The judges’ analogy with the village hall typology was perceptive and useful. A British institution, the village hall has been ‘the ultimate multifunctional democratic space’, owned and operated by the community. Developing the Street Support Hub, a conscious effort to channel the village hall’s humility and civic values could help us avoid knee-jerk solutionism and accusations of ‘coronagrifting’.

In addition to the village hall, the Support Hub also shares features with the 19th-century Cabmen’s Shelter. Another ‘third place’ operating at street level, this was designed to be no larger than a horse and cart, providing cabdrivers with a stove, kitchen, and shelter from the rain.

Food and cooking facilities were something missing from our initial vision of the Street Support Hub. Though it would be difficult to reconcile shared meals and the continued need for social distancing, community fridges and the storied histories of the canteen suggest ways to help relieve the (gendered) burdens of household labour, while aligning this new community space with an ethic of care.

In the months since our submission, the UK government fast-tracked funding to support cycling and walking, with many city councils in England trialling low-traffic neighbourhoods (LTNs). Implemented quickly, and with limited consultation, these measures’ reworking of the existing infrastructural settlement proved controversial, catalysing opposition from motorists, local businesses, and other aggrieved parties.
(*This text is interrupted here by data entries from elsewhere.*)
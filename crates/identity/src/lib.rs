//! Device identity and authentication for CredAgent.
//!
//! This crate provides:
//! - The [`IdentityProvider`] capability and a software implementation
//! - JSON protocol messages exchanged with the authority
//! - The authentication state machine with an audit history
//! - [`AuthenticationEngine`], which turns a device key into a session credential

pub mod engine;
pub mod error;
pub mod protocol;
pub mod provider;
pub mod state;

pub use engine::{AuthRequest, AuthenticationEngine};
pub use error::{AuthError, AuthResult, ProviderError};
pub use provider::{
    provider_from_config, DeviceKey, IdentityProvider, KeyParams, SoftwareDeviceKey,
    SoftwareIdentityProvider,
};
pub use state::{AuthState, AuthStateMachine, StateTransition};
//! Session credentials memoized in front of the authentication engine.

use std::sync::Arc;

use credagent_core::CacheConfig;
use credagent_crypto::{CryptoError, CryptoResult, KeyResolver, SessionCredential};
use credagent_identity::{AuthError, AuthRequest, AuthenticationEngine};
use tracing::debug;

use crate::staleness::{CacheError, CacheKey, CacheResult, Clock, Lookup, StalenessCache, SystemClock};

/// Credential cache keyed by `(key_id or "", policy_id or "")`.
///
/// An empty key id means "the current credential" and runs a full
/// authentication; any other id is refreshed through key-by-id.
pub struct CredentialCache {
    engine: Arc<AuthenticationEngine>,
    cache: StalenessCache<SessionCredential>,
}

impl CredentialCache {
    pub fn new(engine: Arc<AuthenticationEngine>, config: CacheConfig) -> Self {
        Self::with_clock(engine, config, Arc::new(SystemClock))
    }

    pub fn with_clock(
        engine: Arc<AuthenticationEngine>,
        config: CacheConfig,
        clock: Arc<dyn Clock>,
    ) -> Self {
        Self {
            engine,
            cache: StalenessCache::with_clock(config, clock),
        }
    }

    pub fn key(key_id: Option<&str>, policy_id: Option<&str>) -> CacheKey {
        CacheKey::new(key_id.unwrap_or_default(), policy_id.unwrap_or_default())
    }

    pub fn get(
        &self,
        key_id: Option<&str>,
        policy_id: Option<&str>,
    ) -> CacheResult<Lookup<SessionCredential>> {
        self.get_with(key_id, &AuthRequest::for_policy(policy_id))
    }

    /// Look up with a full request, e.g. to carry an asset id or app hash.
    pub fn get_with(
        &self,
        key_id: Option<&str>,
        request: &AuthRequest,
    ) -> CacheResult<Lookup<SessionCredential>> {
        let key = Self::key(key_id, request.policy_id.as_deref());
        let lookup = self.cache.lookup(&key, |k| {
            let result = if k.primary.is_empty() {
                self.engine.authenticate(request)
            } else {
                self.engine.fetch_key_by_id(&k.primary, request)
            };
            match result {
                Ok(credential) => Ok(Lookup::Found(credential)),
                Err(err) => map_auth_error(err),
            }
        })?;

        // The current credential is also reachable by its own id, with and
        // without the policy it was obtained for
        if let (None, Lookup::Found(credential)) = (key_id, &lookup) {
            let own_id = Some(credential.key_id());
            self.cache.seed(
                Self::key(own_id, request.policy_id.as_deref()),
                credential.clone(),
            );
            if request.policy_id.is_some() {
                self.cache.seed(Self::key(own_id, None), credential.clone());
            }
        }
        Ok(lookup)
    }

    /// Current credential for a policy; authentication always yields one.
    pub fn current(&self, policy_id: Option<&str>) -> CacheResult<SessionCredential> {
        match self.get(None, policy_id)? {
            Lookup::Found(credential) => Ok(credential),
            Lookup::NotFound => Err(CacheError::Upstream(
                "authentication returned no credential".to_string(),
            )),
        }
    }

    pub fn invalidate(&self, key_id: Option<&str>, policy_id: Option<&str>) -> bool {
        self.cache.invalidate(&Self::key(key_id, policy_id))
    }

    pub fn invalidate_all(&self) {
        self.cache.invalidate_all();
    }

    pub fn len(&self) -> usize {
        self.cache.len()
    }

    pub fn is_empty(&self) -> bool {
        self.cache.is_empty()
    }
}

fn map_auth_error(err: AuthError) -> CacheResult<Lookup<SessionCredential>> {
    match err {
        AuthError::KeyNotFound(key_id) => {
            debug!(%key_id, "Key unknown to authority, caching absence");
            Ok(Lookup::NotFound)
        }
        AuthError::NotAuthorized { message, .. } => Err(CacheError::NotAllowed(message)),
        other => Err(CacheError::Upstream(other.to_string())),
    }
}

impl KeyResolver for CredentialCache {
    fn resolve(&self, key_id: &str) -> CryptoResult<SessionCredential> {
        match self.get(Some(key_id), None) {
            Ok(Lookup::Found(credential)) => Ok(credential),
            Ok(Lookup::NotFound) => Err(CryptoError::KeyUnavailable(key_id.to_string())),
            Err(err) => Err(CryptoError::KeyUnavailable(format!("{}: {}", key_id, err))),
        }
    }
}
The rapid adoption of LTNs shows the hidden malleability of today’s streetscape, with social resistance a bigger brake on change than hard landscaping or the built environment. To avoid similar opposition, it is important that people don’t feel that Support Hubs have been imposed from above; arriving fully formed, with limited consultation. In this, lessons from work on placemaking, user innovation, and proximal design could help planners negotiate resistance, by, for example, offering local users influence over the structure’s layout and appearance.

In a period of limited or revalued mobility, a sufficiently sensitive implementation of Support Hubs would help people adapt to a re-localisation of social and economic life. Their visible encroachment on former highway space would serve as a reminder of the contingency of the built environment, while their flexibility of use could be used to build support for a broader rebalancing of public space away from the private car.